BEGIN

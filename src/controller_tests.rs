use std::cell::{Cell, RefCell};
use std::rc::Rc;

use serde_json::{json, Value};

use super::*;
use crate::config::{LoadContent, WindowEvent, WindowOptions};
use crate::context::BuildContext;
use crate::error::WindowKitError;
use crate::registry::WindowRef;
use crate::shell::HeadlessShell;
use crate::toolkit::{IpcChannel, WindowBuilder, WindowEvents};

struct Prefs;

impl WindowDefinition for Prefs {
    fn define(ctx: &BuildContext) -> Self {
        WindowBuilder::singleton(ctx)
            .setup(WindowOptions::new().set("width", 600).set("title", "Preferences"))
            .file("prefs.html");
        Prefs
    }
}

struct NoteEditor {
    saved: Rc<RefCell<Vec<Value>>>,
}

impl WindowDefinition for NoteEditor {
    fn define(ctx: &BuildContext) -> Self {
        WindowBuilder::new(ctx)
            .setup(WindowOptions::new().set("width", 900))
            .url("http://localhost:3000/editor");

        let saved = Rc::new(RefCell::new(Vec::new()));
        let sink = Rc::clone(&saved);
        let counter = Rc::clone(&saved);
        IpcChannel::new(ctx)
            .on("note:save", move |_msg, _win, payload| {
                if payload == json!("boom") {
                    anyhow::bail!("unsaveable note");
                }
                sink.borrow_mut().push(payload);
                Ok(())
            })
            .handle("note:count", move |_msg, _win, payload| {
                if payload == json!("boom") {
                    anyhow::bail!("count query failed");
                }
                Ok(json!(counter.borrow().len()))
            });

        NoteEditor { saved }
    }
}

struct Dashboard {
    resizes: Rc<Cell<u32>>,
    readies: Rc<Cell<u32>>,
}

impl WindowDefinition for Dashboard {
    fn define(ctx: &BuildContext) -> Self {
        WindowBuilder::new(ctx).url("http://localhost:3000/dash");

        let resizes = Rc::new(Cell::new(0));
        let readies = Rc::new(Cell::new(0));
        let resize_hits = Rc::clone(&resizes);
        let ready_hits = Rc::clone(&readies);
        WindowEvents::new(ctx)
            .on("resize", move |_event, _win| {
                resize_hits.set(resize_hits.get() + 1);
            })
            .once("ready-to-show", move |_event, win| {
                ready_hits.set(ready_hits.get() + 1);
                win.focus();
            });

        Dashboard { resizes, readies }
    }
}

struct Bare;

impl WindowDefinition for Bare {
    fn define(_ctx: &BuildContext) -> Self {
        Bare
    }
}

fn native_id_of<W>(controller: &WindowController, handle: &WindowHandle<W>) -> u64 {
    controller.registry().get(handle.id()).unwrap().native_id
}

#[test]
fn open_creates_loads_and_registers() {
    let shell = HeadlessShell::new();
    let controller = WindowController::new(shell.clone());

    let handle = controller.open::<NoteEditor>(OpenOptions::new()).unwrap();

    assert_eq!(shell.created_count(), 1);
    let native_id = native_id_of(&controller, &handle);
    let window = shell.window_by_id(native_id).unwrap();
    assert_eq!(
        window.loaded(),
        Some(LoadContent::Url {
            url: "http://localhost:3000/editor".into()
        })
    );
    assert_eq!(window.options().get("width"), Some(&json!(900)));
    assert_eq!(
        controller.registry().find_by_native_id(native_id),
        Some(handle.id())
    );
    // Deref reaches the application object
    assert!(handle.saved.borrow().is_empty());
}

#[test]
fn singleton_reopen_focuses_instead_of_creating() {
    let shell = HeadlessShell::new();
    let controller = WindowController::new(shell.clone());

    let first = controller.open::<Prefs>(OpenOptions::new()).unwrap();
    let second = controller.open::<Prefs>(OpenOptions::new()).unwrap();

    assert_eq!(first.id(), second.id());
    assert_eq!(shell.created_count(), 1);
    let window = shell.window_by_id(native_id_of(&controller, &first)).unwrap();
    assert_eq!(window.focus_count(), 1);
}

#[test]
fn closed_singleton_reopens_as_a_fresh_window() {
    let shell = HeadlessShell::new();
    let controller = WindowController::new(shell.clone());

    let first = controller.open::<Prefs>(OpenOptions::new()).unwrap();
    controller.close(&first).unwrap();
    assert!(controller.registry().is_empty());

    let second = controller.open::<Prefs>(OpenOptions::new()).unwrap();
    assert_ne!(second.id(), first.id());
    assert_eq!(shell.created_count(), 2);
    assert_eq!(controller.registry().len(), 1);
}

#[test]
fn definition_without_builder_is_an_error() {
    let shell = HeadlessShell::new();
    let controller = WindowController::new(shell);

    let err = controller.open::<Bare>(OpenOptions::new()).unwrap_err();
    assert!(matches!(err, WindowKitError::MissingBuilderConfig { .. }));
}

#[test]
fn messages_reach_only_the_sending_window() {
    let shell = HeadlessShell::new();
    let controller = WindowController::new(shell.clone());
    let transport = shell.headless_transport();

    let first = controller.open::<NoteEditor>(OpenOptions::new()).unwrap();
    let second = controller.open::<NoteEditor>(OpenOptions::new()).unwrap();
    let first_native = native_id_of(&controller, &first);

    transport.emit_from_window(first_native, "note:save", json!({ "title": "draft" }));

    assert_eq!(first.saved.borrow().len(), 1);
    assert!(second.saved.borrow().is_empty());
}

#[test]
fn message_handler_failure_is_contained() {
    let shell = HeadlessShell::new();
    let controller = WindowController::new(shell.clone());
    let transport = shell.headless_transport();

    let handle = controller.open::<NoteEditor>(OpenOptions::new()).unwrap();
    let native_id = native_id_of(&controller, &handle);

    transport.emit_from_window(native_id, "note:save", json!("boom"));
    // The binding survives a failing handler
    transport.emit_from_window(native_id, "note:save", json!("after"));
    assert_eq!(*handle.saved.borrow(), vec![json!("after")]);
}

#[test]
fn invoke_returns_values_and_propagates_failures() {
    let shell = HeadlessShell::new();
    let controller = WindowController::new(shell.clone());
    let transport = shell.headless_transport();

    let handle = controller.open::<NoteEditor>(OpenOptions::new()).unwrap();
    let native_id = native_id_of(&controller, &handle);

    let count = transport
        .invoke_from_window(native_id, "note:count", json!(null))
        .unwrap();
    assert_eq!(count, json!(0));

    transport.emit_from_window(native_id, "note:save", json!("one"));
    let count = transport
        .invoke_from_window(native_id, "note:count", json!(null))
        .unwrap();
    assert_eq!(count, json!(1));

    assert!(transport
        .invoke_from_window(native_id, "note:count", json!("boom"))
        .is_err());
    // Another window's sender id is rejected by the scope gate
    assert!(transport
        .invoke_from_window(native_id + 99, "note:count", json!(null))
        .is_err());
}

#[test]
fn close_unbinds_transport_and_deregisters() {
    let shell = HeadlessShell::new();
    let controller = WindowController::new(shell.clone());
    let transport = shell.headless_transport();

    let handle = controller.open::<NoteEditor>(OpenOptions::new()).unwrap();
    let native_id = native_id_of(&controller, &handle);
    assert_eq!(transport.message_listener_count("note:save"), 1);
    assert!(transport.has_invoke_handler("note:count"));

    controller.close(&handle).unwrap();

    assert!(controller.registry().is_empty());
    assert!(controller.registry().find_by_native_id(native_id).is_none());
    assert_eq!(transport.message_listener_count("note:save"), 0);
    assert!(!transport.has_invoke_handler("note:count"));

    transport.emit_from_window(native_id, "note:save", json!("late"));
    assert!(handle.saved.borrow().is_empty());
}

#[test]
fn parent_and_modal_reach_the_native_window() {
    let shell = HeadlessShell::new();
    let controller = WindowController::new(shell.clone());

    let prefs = controller.open::<Prefs>(OpenOptions::new()).unwrap();
    let prefs_native = native_id_of(&controller, &prefs);

    let child = controller
        .open::<NoteEditor>(OpenOptions::new().parent(&prefs).modal(true))
        .unwrap();
    let child_window = shell.window_by_id(native_id_of(&controller, &child)).unwrap();

    assert_eq!(child_window.parent_id(), Some(prefs_native));
    assert!(child_window.is_modal());
}

#[test]
fn missing_parent_opens_undocked() {
    let shell = HeadlessShell::new();
    let controller = WindowController::new(shell.clone());

    let handle = controller
        .open::<NoteEditor>(OpenOptions::new().parent(WindowRef::class::<Prefs>()))
        .unwrap();
    let window = shell.window_by_id(native_id_of(&controller, &handle)).unwrap();

    assert_eq!(window.parent_id(), None);
    assert!(!window.is_modal());
}

#[test]
fn ambiguous_parent_class_aborts_the_open() {
    let shell = HeadlessShell::new();
    let controller = WindowController::new(shell.clone());

    controller.open::<NoteEditor>(OpenOptions::new()).unwrap();
    controller.open::<NoteEditor>(OpenOptions::new()).unwrap();

    let err = controller
        .open::<Dashboard>(OpenOptions::new().parent(WindowRef::class::<NoteEditor>()))
        .unwrap_err();
    assert!(matches!(
        err,
        WindowKitError::AmbiguousWindowReference { active_count: 2, .. }
    ));
    // The open never reached the shell
    assert_eq!(shell.created_count(), 2);
    assert_eq!(controller.registry().len(), 2);
}

#[test]
fn send_targets_instance_or_unique_class_and_drops_when_gone() {
    let shell = HeadlessShell::new();
    let controller = WindowController::new(shell.clone());

    let handle = controller.open::<Dashboard>(OpenOptions::new()).unwrap();
    let window = shell.window_by_id(native_id_of(&controller, &handle)).unwrap();

    controller.send(&handle, "theme:update", json!("dark")).unwrap();
    controller
        .send(WindowRef::class::<Dashboard>(), "theme:update", json!("dim"))
        .unwrap();
    assert_eq!(
        window.sent(),
        [
            ("theme:update".to_string(), json!("dark")),
            ("theme:update".to_string(), json!("dim")),
        ]
    );

    controller.close(&handle).unwrap();
    controller.send(&handle, "theme:update", json!("light")).unwrap();
    assert_eq!(window.sent().len(), 2);
}

#[test]
fn controller_defaults_merge_beneath_captured_options() {
    let shell = HeadlessShell::new();
    let controller = WindowController::with_defaults(
        shell.clone(),
        WindowOptions::new().set("width", 800).set("frame", true),
    );

    let handle = controller.open::<NoteEditor>(OpenOptions::new()).unwrap();
    let window = shell.window_by_id(native_id_of(&controller, &handle)).unwrap();

    // Captured width wins; untouched default passes through
    assert_eq!(window.options().get("width"), Some(&json!(900)));
    assert_eq!(window.options().get("frame"), Some(&json!(true)));
}

#[test]
fn native_event_bindings_fire_with_the_window_handle() {
    let shell = HeadlessShell::new();
    let controller = WindowController::new(shell.clone());

    let handle = controller.open::<Dashboard>(OpenOptions::new()).unwrap();
    let window = shell.window_by_id(native_id_of(&controller, &handle)).unwrap();

    window.emit(&WindowEvent::new("resize"));
    window.emit(&WindowEvent::new("resize"));
    window.emit(&WindowEvent::new("ready-to-show"));
    window.emit(&WindowEvent::new("ready-to-show"));

    assert_eq!(handle.resizes.get(), 2);
    assert_eq!(handle.readies.get(), 1);
    // The once handler focused through its handle
    assert_eq!(window.focus_count(), 1);
}

#[test]
fn handle_debug_output_names_class_and_id() {
    let shell = HeadlessShell::new();
    let controller = WindowController::new(shell);

    let handle = controller.open::<Prefs>(OpenOptions::new()).unwrap();

    let rendered = format!("{:?}", handle);
    assert!(rendered.contains("WindowHandle"));
    assert!(rendered.contains("Prefs"));
    assert!(rendered.contains(&format!("{:?}", handle.id())));
}

#[test]
fn global_ipc_hears_every_sender_until_removed() {
    let shell = HeadlessShell::new();
    let controller = WindowController::new(shell.clone());
    let transport = shell.headless_transport();

    let seen: Rc<RefCell<Vec<u64>>> = Rc::new(RefCell::new(Vec::new()));
    let sink = Rc::clone(&seen);
    let token = controller.global_ipc("telemetry", move |msg, _payload| {
        sink.borrow_mut().push(msg.sender_id);
    });

    transport.emit_from_window(5, "telemetry", json!(1));
    transport.emit_from_window(9, "telemetry", json!(2));
    assert_eq!(*seen.borrow(), vec![5, 9]);

    controller.remove_global_ipc("telemetry", token);
    transport.emit_from_window(5, "telemetry", json!(3));
    assert_eq!(seen.borrow().len(), 2);
}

END

■ What the exercise asks ■
Everything from the line containing "Ok(json!(counter.borrow().len()))" through the line containing "resize_hits.set(resize_hits.get() + 1);" in the material above should be retyped exactly, both ends included, and nothing more.

■ Response for this exercise ■
                Ok(json!(counter.borrow().len()))
            });

        NoteEditor { saved }
    }
}

struct Dashboard {
    resizes: Rc<Cell<u32>>,
    readies: Rc<Cell<u32>>,
}

impl WindowDefinition for Dashboard {
    fn define(ctx: &BuildContext) -> Self {
        WindowBuilder::new(ctx).url("http://localhost:3000/dash");

        let resizes = Rc::new(Cell::new(0));
        let readies = Rc::new(Cell::new(0));
        let resize_hits = Rc::clone(&resizes);
        let ready_hits = Rc::clone(&readies);
        WindowEvents::new(ctx)
            .on("resize", move |_event, _win| {
                resize_hits.set(resize_hits.get() + 1);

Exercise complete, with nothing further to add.